--- Work task ---
Whenever a line in the data holds the string "outcome", pull that line out.

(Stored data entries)
══════════

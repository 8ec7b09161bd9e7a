// tests/store_dedup.rs
//
// Idempotence of the insert-if-absent rule: the unique url index plus the
// batched existing-url lookup must make re-ingestion a no-op.

use news_aggregator::ingest::types::NewArticle;
use news_aggregator::store::{NewsFilter, NewsStore};
use tempfile::TempDir;

async fn temp_store() -> (TempDir, NewsStore) {
    let dir = tempfile::tempdir().expect("tempdir");
    let url = format!("sqlite:{}", dir.path().join("news.db").display());
    let store = NewsStore::open(&url).await.expect("open store");
    store.migrate().await.expect("migrate");
    (dir, store)
}

fn article(url: &str, title: &str) -> NewArticle {
    NewArticle {
        title: title.to_string(),
        url: url.to_string(),
        source: "TestWire".to_string(),
        description: None,
        author: None,
    }
}

#[tokio::test]
async fn inserting_the_same_batch_twice_changes_nothing() {
    let (_dir, store) = temp_store().await;
    let batch = vec![article("http://t/1", "one"), article("http://t/2", "two")];

    let first = store.insert_missing(&batch).await.unwrap();
    assert_eq!(first.inserted, 2);
    assert_eq!(first.duplicates, 0);

    let second = store.insert_missing(&batch).await.unwrap();
    assert_eq!(second.inserted, 0);
    assert_eq!(second.duplicates, 2);

    let page = store.search(&NewsFilter::default()).await.unwrap();
    assert_eq!(page.total, 2);
}

#[tokio::test]
async fn a_batch_repeating_its_own_url_collapses_to_one_row() {
    let (_dir, store) = temp_store().await;
    let batch = vec![
        article("http://t/1", "first copy"),
        article("http://t/1", "second copy"),
    ];

    let outcome = store.insert_missing(&batch).await.unwrap();
    assert_eq!(outcome.inserted, 1);
    assert_eq!(outcome.duplicates, 1);

    let page = store.search(&NewsFilter::default()).await.unwrap();
    assert_eq!(page.total, 1);
    // First occurrence wins.
    assert_eq!(page.data[0].title, "first copy");
}

#[tokio::test]
async fn overlapping_batches_only_add_the_new_urls() {
    let (_dir, store) = temp_store().await;

    store
        .insert_missing(&[article("http://t/1", "one")])
        .await
        .unwrap();

    let outcome = store
        .insert_missing(&[
            article("http://t/1", "one again"),
            article("http://t/2", "two"),
        ])
        .await
        .unwrap();
    assert_eq!(outcome.inserted, 1);
    assert_eq!(outcome.duplicates, 1);

    let page = store.search(&NewsFilter::default()).await.unwrap();
    assert_eq!(page.total, 2);
    let titles: Vec<&str> = page.data.iter().map(|a| a.title.as_str()).collect();
    assert_eq!(titles, vec!["one", "two"]);
}

#[tokio::test]
async fn an_empty_batch_is_a_no_op() {
    let (_dir, store) = temp_store().await;
    let outcome = store.insert_missing(&[]).await.unwrap();
    assert_eq!(outcome.inserted, 0);
    assert_eq!(outcome.duplicates, 0);
}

══════════

--- Worked solution ---
    let outcome = store.insert_missing(&batch).await.unwrap();
    assert_eq!(outcome.inserted, 1);
    assert_eq!(outcome.duplicates, 1);
    let outcome = store
    assert_eq!(outcome.inserted, 1);
    assert_eq!(outcome.duplicates, 1);
    let outcome = store.insert_missing(&[]).await.unwrap();
    assert_eq!(outcome.inserted, 0);
    assert_eq!(outcome.duplicates, 0);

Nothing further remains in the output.